Biden should not let Venezuela’s regime run out the clock on democracy

 

How the tide of history has shifted against the man whom 57 countries once recognized as Venezuela’s legitimate interim president.

On Tuesday, Juan Guaidó, who gained that status in January 2019 through the votes of Venezuela’s rump opposition-controlled National Assembly and lost it the same way in January 2023, found himself turfed out of Bogotá, Colombia, where he wanted to lobby an international conference on his country’s future. The constitutional maneuver that initially gave Mr. Guaidó nominal authority was part of a gambit by President Donald Trump, including tougher economic sanctions, to undermine the corrupt, brutal and regionally destabilizing dictatorship in Caracas headed by Nicolás Maduro. The widespread support it enjoyed in Europe and Latin America represented a rare meeting of the minds between Mr.

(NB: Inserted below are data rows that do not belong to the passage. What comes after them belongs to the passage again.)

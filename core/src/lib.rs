//! # Shiftmatch Core
//!
//! Core types and traits for the shift marketplace engine.
//!
//! Directors post open shifts, workers post availability, and counterparties
//! claim each other's postings up to a fixed capacity. This crate holds the
//! vocabulary shared by every other crate in the workspace; it performs no I/O.
//!
//! ## Core Concepts
//!
//! - **Request**: a posted shift (or availability) with a bounded set of claimants
//! - **Claim**: a counterparty taking one slot of a request
//! - **Reference catalog**: shops, transit stations and areas used for matching
//! - **Side effect**: a description of a notification or posting change, executed
//!   by a separate worker after durable state has been written
//! - **Collaborators**: the durable store, the catalog source, the notifier and the
//!   public poster, all injected as trait objects
//!
//! ## Example
//!
//! ```
//! use shiftmatch_core::types::{Capacity, RequestStatus};
//!
//! let capacity = Capacity::clamped(12);
//! assert_eq!(capacity.value(), 5);
//! assert!(RequestStatus::Expired.is_closed());
//! ```

// Re-export commonly used types
pub use chrono::{DateTime, Utc};
pub use serde::{Deserialize, Serialize};
pub use smallvec::{SmallVec, smallvec};

/// Domain types: requests, shift windows, identities, catalog records.
pub mod types;

/// Typed error enums for every operation of the engine.
pub mod error;

/// Reference catalog raw rows and derived records.
pub mod catalog;

/// Durable store and catalog source contracts.
pub mod store;

/// Outbound notification and public posting contracts.
pub mod ports;

/// Side effect commands emitted by the engine.
pub mod effect;

/// Environment module - injected time source.
///
/// All time-dependent decisions (shift validation, expiry, cache age) read the
/// clock through this trait so tests can pin or advance time.
pub mod environment {
    use chrono::{DateTime, Utc};

    /// Clock trait - abstracts time operations for testability
    ///
    /// # Examples
    ///
    /// ```
    /// use shiftmatch_core::environment::{Clock, SystemClock};
    ///
    /// let clock = SystemClock;
    /// let before = clock.now();
    /// assert!(clock.now() >= before);
    /// ```
    pub trait Clock: Send + Sync {
        /// Get the current time
        fn now(&self) -> DateTime<Utc>;
    }

    /// Production clock backed by the system time.
    #[derive(Debug, Clone, Copy, Default)]
    pub struct SystemClock;

    impl Clock for SystemClock {
        fn now(&self) -> DateTime<Utc> {
            Utc::now()
        }
    }
}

Trump and those countries.

However, Mr. Maduro — buoyed by support from Cuba, Russia, Iran and Venezuela’s armed forces — clung to power while the Trump strategy fizzled. Now, the Biden administration is trying a new plan based on negotiations between the regime and the opposition, potentially facilitated by newly elected leftist leaders such as Colombia’s president, Gustavo Petro. Mr. Petro was furious that Mr. Guaidó had entered Colombia without authorization, potentially intruding on the conference he was hosting, as well as angering Caracas, with which Mr. Petro is on good terms. The United States helped extract its erstwhile ally to Miami, lest a worse fate befall him, either in Colombia or back home, where, he says, the regime has been placing increasing pressure on him and his family.

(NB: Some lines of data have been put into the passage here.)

//! In-memory request store
//!
//! A `BTreeMap`-backed [`RequestStore`] with knobs for the failure modes the
//! engine has to survive: an unreachable backend, per-request update
//! failures, artificial latency (to widen race windows) and an external
//! writer that tampers with a record right after an update.

#![allow(clippy::unwrap_used)] // Test infrastructure uses unwrap for simplicity
#![allow(clippy::missing_panics_doc)] // Only poisoned mutexes panic

use shiftmatch_core::error::StoreError;
use shiftmatch_core::store::{BoxFuture, RequestStore};
use shiftmatch_core::types::{NewRequest, Request, RequestId, RequestPatch, RowHandle, UserId, UserProfile};
use std::collections::{BTreeMap, HashMap, HashSet};
use std::sync::atomic::{AtomicBool, AtomicUsize, Ordering};
use std::sync::Mutex;
use std::time::Duration;

type Tamper = Box<dyn Fn(&mut Request) + Send + Sync>;

/// In-memory [`RequestStore`] for fast, deterministic tests.
///
/// # Example
///
/// ```
/// use shiftmatch_testing::InMemoryRequestStore;
/// use shiftmatch_testing::builders::RequestBuilder;
/// use shiftmatch_core::types::RequestId;
///
/// let store = InMemoryRequestStore::new();
/// store.insert(RequestBuilder::director(3).build());
/// assert!(store.get(RequestId::new(3)).is_some());
/// ```
#[derive(Default)]
pub struct InMemoryRequestStore {
    requests: Mutex<BTreeMap<RequestId, Request>>,
    users: Mutex<HashMap<UserId, UserProfile>>,
    unavailable: AtomicBool,
    failing_updates: Mutex<HashSet<RequestId>>,
    latency: Mutex<Option<Duration>>,
    tamper: Mutex<HashMap<RequestId, Tamper>>,
    appends: AtomicUsize,
    updates: AtomicUsize,
}

impl InMemoryRequestStore {
    /// Create an empty store.
    #[must_use]
    pub fn new() -> Self {
        Self::default()
    }

    /// Seed a record directly, bypassing `append`.
    pub fn insert(&self, request: Request) {
        self.requests.lock().unwrap().insert(request.id, request);
    }

    /// Current copy of a record.
    #[must_use]
    pub fn get(&self, id: RequestId) -> Option<Request> {
        self.requests.lock().unwrap().get(&id).cloned()
    }

    /// Every record, ordered by id.
    #[must_use]
    pub fn all(&self) -> Vec<Request> {
        self.requests.lock().unwrap().values().cloned().collect()
    }

    /// Seed a user profile.
    pub fn insert_user(&self, profile: UserProfile) {
        self.users.lock().unwrap().insert(profile.id, profile);
    }

    /// Current copy of a user profile.
    #[must_use]
    pub fn get_user(&self, id: UserId) -> Option<UserProfile> {
        self.users.lock().unwrap().get(&id).cloned()
    }

    /// Make every call fail with [`StoreError::Unavailable`].
    pub fn set_unavailable(&self, unavailable: bool) {
        self.unavailable.store(unavailable, Ordering::SeqCst);
    }

    /// Make `update_fields` fail for one request.
    pub fn fail_updates_for(&self, id: RequestId) {
        self.failing_updates.lock().unwrap().insert(id);
    }

    /// Delay every call by `latency`.
    pub fn set_latency(&self, latency: Duration) {
        *self.latency.lock().unwrap() = Some(latency);
    }

    /// Run `tamper` on the record right after each successful update of `id`,
    /// as an external writer would.
    pub fn tamper_after_update(&self, id: RequestId, tamper: impl Fn(&mut Request) + Send + Sync + 'static) {
        self.tamper.lock().unwrap().insert(id, Box::new(tamper));
    }

    /// Number of successful appends.
    #[must_use]
    pub fn append_count(&self) -> usize {
        self.appends.load(Ordering::SeqCst)
    }

    /// Number of successful updates.
    #[must_use]
    pub fn update_count(&self) -> usize {
        self.updates.load(Ordering::SeqCst)
    }

    async fn pause(&self) {
        let latency = *self.latency.lock().unwrap();
        if let Some(latency) = latency {
            tokio::time::sleep(latency).await;
        }
    }

    fn check_available(&self) -> Result<(), StoreError> {
        if self.unavailable.load(Ordering::SeqCst) {
            Err(StoreError::Unavailable("in-memory store switched off".into()))
        } else {
            Ok(())
        }
    }
}

impl RequestStore for InMemoryRequestStore {
    fn append(&self, request: NewRequest) -> BoxFuture<'_, Result<(RequestId, RowHandle), StoreError>> {
        Box::pin(async move {
            self.pause().await;
            self.check_available()?;
            let mut requests = self.requests.lock().unwrap();
            let next = requests.keys().next_back().map_or(1, |id| id.value() + 1);
            let id = RequestId::new(next);
            requests.insert(id, request.into_request(id));
            self.appends.fetch_add(1, Ordering::SeqCst);
            Ok((id, RowHandle(requests.len() as u64 + 1)))
        })
    }

    fn find(&self, id: RequestId) -> BoxFuture<'_, Result<Option<Request>, StoreError>> {
        Box::pin(async move {
            self.pause().await;
            self.check_available()?;
            Ok(self.get(id))
        })
    }

    fn update_fields(&self, id: RequestId, patch: RequestPatch) -> BoxFuture<'_, Result<(), StoreError>> {
        Box::pin(async move {
            self.pause().await;
            self.check_available()?;
            if self.failing_updates.lock().unwrap().contains(&id) {
                return Err(StoreError::Unavailable(format!("update of {id} rejected")));
            }
            let mut requests = self.requests.lock().unwrap();
            let request = requests.get_mut(&id).ok_or(StoreError::NotFound(id))?;
            patch.apply_to(request);
            if let Some(tamper) = self.tamper.lock().unwrap().get(&id) {
                tamper(request);
            }
            self.updates.fetch_add(1, Ordering::SeqCst);
            Ok(())
        })
    }

    fn list_active(&self) -> BoxFuture<'_, Result<Vec<Request>, StoreError>> {
        Box::pin(async move {
            self.pause().await;
            self.check_available()?;
            Ok(self
                .requests
                .lock()
                .unwrap()
                .values()
                .filter(|r| !r.status.is_closed())
                .cloned()
                .collect())
        })
    }

    fn upsert_user(&self, profile: UserProfile) -> BoxFuture<'_, Result<(), StoreError>> {
        Box::pin(async move {
            self.check_available()?;
            self.insert_user(profile);
            Ok(())
        })
    }

    fn find_user(&self, id: UserId) -> BoxFuture<'_, Result<Option<UserProfile>, StoreError>> {
        Box::pin(async move {
            self.check_available()?;
            Ok(self.get_user(id))
        })
    }
}

#[cfg(test)]
mod tests {
    use super::*;
    use crate::builders::RequestBuilder;
    use shiftmatch_core::types::RequestStatus;

    #[tokio::test]
    async fn append_assigns_max_plus_one() {
        let store = InMemoryRequestStore::new();
        store.insert(RequestBuilder::director(41).build());

        let new_request = RequestBuilder::director(0).build_new();
        let (id, _) = store.append(new_request).await.unwrap();
        assert_eq!(id, RequestId::new(42));
        assert_eq!(store.get(id).unwrap().status, RequestStatus::Open);
    }

    #[tokio::test]
    async fn list_active_skips_closed_records() {
        let store = InMemoryRequestStore::new();
        store.insert(RequestBuilder::director(1).build());
        store.insert(RequestBuilder::director(2).status(RequestStatus::Expired).build());
        store.insert(RequestBuilder::director(3).claimants(&[5, 6, 7, 8, 9]).build());

        let ids: Vec<_> = store.list_active().await.unwrap().iter().map(|r| r.id.value()).collect();
        assert_eq!(ids, [1, 3]);
    }

    #[tokio::test]
    async fn update_of_missing_request_is_not_found() {
        let store = InMemoryRequestStore::new();
        let result = store.update_fields(RequestId::new(9), RequestPatch::default()).await;
        assert_eq!(result, Err(StoreError::NotFound(RequestId::new(9))));
    }
}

The drama did serve one purpose: to refocus public attention on the dire economic, political and human rights situation in Venezuela and the results, such as they are, of President Biden’s new strategy. In essence, the plan is to cajole Mr. Maduro into agreeing on conditions for a free and fair presidential election in 2024, by offering to lift sanctions and renouncing regime change as a U.S. policy objective. A first round of talks this past November in Mexico City produced agreement to put $3 billion in frozen Venezuelan assets in a United Nations-administered fund for humanitarian aid — and an understanding that there would be more talks about political matters such as the election. At a minimum, the regime should accept the electoral reforms laid out in a 2022 European Union report. The Biden administration sweetened the pot by allowing Chevron to resume doing business in Venezuela’s oil fields on a limited basis.

Yet since November, the Maduro regime has refused to resume talks and instead has raised its demands. It insists on immediate disbursement of the U.N. fund, which has been slowed because of unavoidable procedural and legal considerations; the release of a regime-affiliated money launderer currently detained in the United States; and an end to the International Criminal Court’s investigation of Venezuela for torture and other crimes against humanity. The Biden administration has appropriately refused. Washington can also claim that the Bogotá meeting Mr. Petro convened last week at least did not demand immediate sanctions relief, helping the United States to maintain that leverage; the 20 countries attending did back free and fair elections via the Mexico City negotiations.

The fact remains that Mr. Maduro has managed to waste precious months and appears willing to waste more. By relaxing oil sanctions, the Biden administration confirmed that Venezuela’s oil gives it a strong bargaining chip in post-Ukraine-war geopolitics. Mr. Petro’s rise, and that of like-minded presidents in countries such as Brazil and Chile, has tilted regional diplomacy in Venezuela’s favor. Meanwhile, the democratic opposition is supposed to hold a presidential primary in October, but lacks unity; Mr. Guaidó is just one of several figures jostling to run against Mr. Maduro, even though the regime has banned him from elected office. The country’s plight calls for a much more urgent U.S. effort, especially given the pressure that mass migration out of Venezuela has put on the entire hemisphere. And yet, for now, Mr. Maduro holds the high cards.

In the wake of Mr. Trump’s admittedly failed efforts to restore Venezuela’s democracy and prosperity, Mr. Biden billed his plan as a more realistic approach. Time is running out to prove it.